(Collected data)
..............................
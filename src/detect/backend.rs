use anyhow::Result;

use crate::detect::result::Detection;
use crate::frame::Frame;
use crate::settings::DetectionKind;

/// Detector backend trait.
///
/// A backend finds regions of one [`DetectionKind`] in a frame. It only reports
/// where sensitive content is; redaction is applied by the processor.
///
/// Implementations MUST NOT:
/// - Keep references to frame pixels beyond the `detect` call
/// - Write frames to disk or send them over the network
/// - Report the recognized text of plates or numbers
pub trait DetectorBackend: Send {
    /// Backend identifier.
    fn name(&self) -> &'static str;

    /// Kind of content this backend locates.
    fn kind(&self) -> DetectionKind;

    /// Run detection on a frame.
    fn detect(&mut self, frame: &Frame) -> Result<Vec<Detection>>;

    /// Optional warm-up hook.
    fn warm_up(&mut self) -> Result<()> {
        Ok(())
    }
}
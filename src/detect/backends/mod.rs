pub mod block_numbers;
pub mod fallback;
pub mod signs;

#[cfg(feature = "backend-tract")]
pub mod tract;

pub use block_numbers::BlockNumberBackend;
pub use fallback::FixedRegionPlateBackend;
pub use signs::HsvSignBackend;

#[cfg(feature = "backend-tract")]
pub use tract::YoloPlateBackend;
..............................
__Activity__. Leave out every line before the one containing "over the network". Transcribe that line and all lines after it through the end of the data above, exactly.

__Result for this exercise__.
/// - Write frames to disk or send them over the network
/// - Report the recognized text of plates or numbers
pub trait DetectorBackend: Send {
    /// Backend identifier.
    fn name(&self) -> &'static str;

    /// Kind of content this backend locates.
    fn kind(&self) -> DetectionKind;

    /// Run detection on a frame.
    fn detect(&mut self, frame: &Frame) -> Result<Vec<Detection>>;

    /// Optional warm-up hook.
    fn warm_up(&mut self) -> Result<()> {
        Ok(())
    }
}
filename src/detect/backends/mod.rs
pub mod block_numbers;
pub mod fallback;
pub mod signs;

#[cfg(feature = "backend-tract")]
pub mod tract;

pub use block_numbers::BlockNumberBackend;
pub use fallback::FixedRegionPlateBackend;
pub use signs::HsvSignBackend;

#[cfg(feature = "backend-tract")]
pub use tract::YoloPlateBackend;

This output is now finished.